━━━━━ Material for the task ━━━━━

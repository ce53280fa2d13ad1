//! Slot lottery and proof cache
//!
//! The first evaluation of a slot is authoritative: its result (win or
//! loss) is cached and every later call for the same slot returns it
//! without touching the key. Failed evaluations leave no entry behind.

use super::entities::{AuthorityIndex, OutputAndProof, Slot, VrfInput};
use super::pre_digest::PreDigest;
use super::threshold::ThresholdManager;
use crate::error::{Result, SlotProductionError};
use crate::metrics::Metrics;
use crate::ports::KeySource;
use parking_lot::Mutex;
use std::collections::BTreeMap;
use std::sync::Arc;
use tracing::{debug, info, instrument};

/// Winning proof with the authority index of the epoch it was proven in
#[derive(Copy, Clone, Debug, PartialEq, Eq)]
struct SlotClaim {
    claim: OutputAndProof,
    authority_index: AuthorityIndex,
}

/// Runs the per-slot VRF lottery for the local authority
pub struct LotteryEngine {
    key: Arc<dyn KeySource>,
    thresholds: Arc<ThresholdManager>,
    cache: Mutex<BTreeMap<u64, Option<SlotClaim>>>,
    metrics: Arc<Metrics>,
}

impl LotteryEngine {
    /// Create an engine with an empty cache
    pub fn new(
        key: Arc<dyn KeySource>,
        thresholds: Arc<ThresholdManager>,
        metrics: Arc<Metrics>,
    ) -> Self {
        Self {
            key,
            thresholds,
            cache: Mutex::new(BTreeMap::new()),
            metrics,
        }
    }

    /// Threshold manager shared with the session
    pub fn thresholds(&self) -> &Arc<ThresholdManager> {
        &self.thresholds
    }

    /// Decide whether the local authority won `slot`
    ///
    /// Returns the winning output and proof, or `None` if the slot was lost.
    /// A local key outside the active authority set loses without proving.
    #[instrument(skip(self, slot), fields(slot = slot.number))]
    pub fn run_lottery(&self, slot: &Slot) -> Result<Option<OutputAndProof>> {
        // Held across evaluation so concurrent callers for the same slot
        // observe a single VRF call.
        let mut cache = self.cache.lock();
        if let Some(entry) = cache.get(&slot.number) {
            self.metrics.record_cache_hit();
            return Ok(entry.map(|won| won.claim));
        }

        let epoch = self.thresholds.current()?;
        let public_key = self.key.public_key().map_err(signing_unavailable)?;
        let Some(authority_index) = epoch.authority_index(&public_key) else {
            debug!(
                "[qc-17] Local key is not an authority in epoch {}, slot {} not contested",
                epoch.epoch_index, slot.number
            );
            cache.insert(slot.number, None);
            return Ok(None);
        };

        let input = VrfInput {
            slot_number: slot.number,
            epoch_index: epoch.epoch_index,
            randomness: epoch.randomness,
        };
        let claim = self.key.prove_vrf(&input).map_err(signing_unavailable)?;

        let won = epoch.threshold.is_winning(&claim.output);
        self.metrics.record_evaluation(won);
        let entry = won.then_some(SlotClaim {
            claim,
            authority_index,
        });
        cache.insert(slot.number, entry);

        if won {
            info!(
                "[qc-17] Won slot {} (epoch {}, authority {})",
                slot.number, epoch.epoch_index, authority_index
            );
        } else {
            debug!("[qc-17] Slot {} not won", slot.number);
        }
        Ok(entry.map(|won| won.claim))
    }

    /// Cached result for a slot without evaluating
    ///
    /// Outer `None` means the slot was never evaluated.
    pub fn cached(&self, slot_number: u64) -> Option<Option<OutputAndProof>> {
        self.cache
            .lock()
            .get(&slot_number)
            .map(|entry| entry.map(|won| won.claim))
    }

    /// Drop cached results for slots below `floor`, returning how many were
    /// removed
    pub fn prune_before(&self, floor: u64) -> usize {
        let mut cache = self.cache.lock();
        let kept = cache.split_off(&floor);
        let removed = cache.len();
        *cache = kept;
        if removed > 0 {
            debug!("[qc-17] Pruned {} cached lottery results below slot {}", removed, floor);
        }
        removed
    }

    /// Number of cached results
    pub fn cache_len(&self) -> usize {
        self.cache.lock().len()
    }

    /// Build the header pre-digest for a won slot
    ///
    /// Uses only what the lottery cached for the slot; a later epoch change
    /// does not alter the authority index of an earlier claim.
    pub fn build_pre_digest(&self, slot: &Slot) -> Result<PreDigest> {
        match self.cache.lock().get(&slot.number) {
            Some(Some(won)) => Ok(PreDigest::new(slot, won.authority_index, &won.claim)),
            _ => Err(SlotProductionError::NotProposer { slot: slot.number }),
        }
    }
}

fn signing_unavailable(e: SlotProductionError) -> SlotProductionError {
    match e {
        SlotProductionError::SigningUnavailable(_) => e,
        other => SlotProductionError::SigningUnavailable(other.to_string()),
    }
}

━━━━━

Exercise details
An exact copy of the lines above, from the one containing "use super::threshold::ThresholdManager;" through the one containing "#[derive(Copy, Clone, Debug, PartialEq, Eq)]", is the whole of the answer.

Answer section
use super::threshold::ThresholdManager;
use crate::error::{Result, SlotProductionError};
use crate::metrics::Metrics;
use crate::ports::KeySource;
use parking_lot::Mutex;
use std::collections::BTreeMap;
use std::sync::Arc;
use tracing::{debug, info, instrument};

/// Winning proof with the authority index of the epoch it was proven in
#[derive(Copy, Clone, Debug, PartialEq, Eq)]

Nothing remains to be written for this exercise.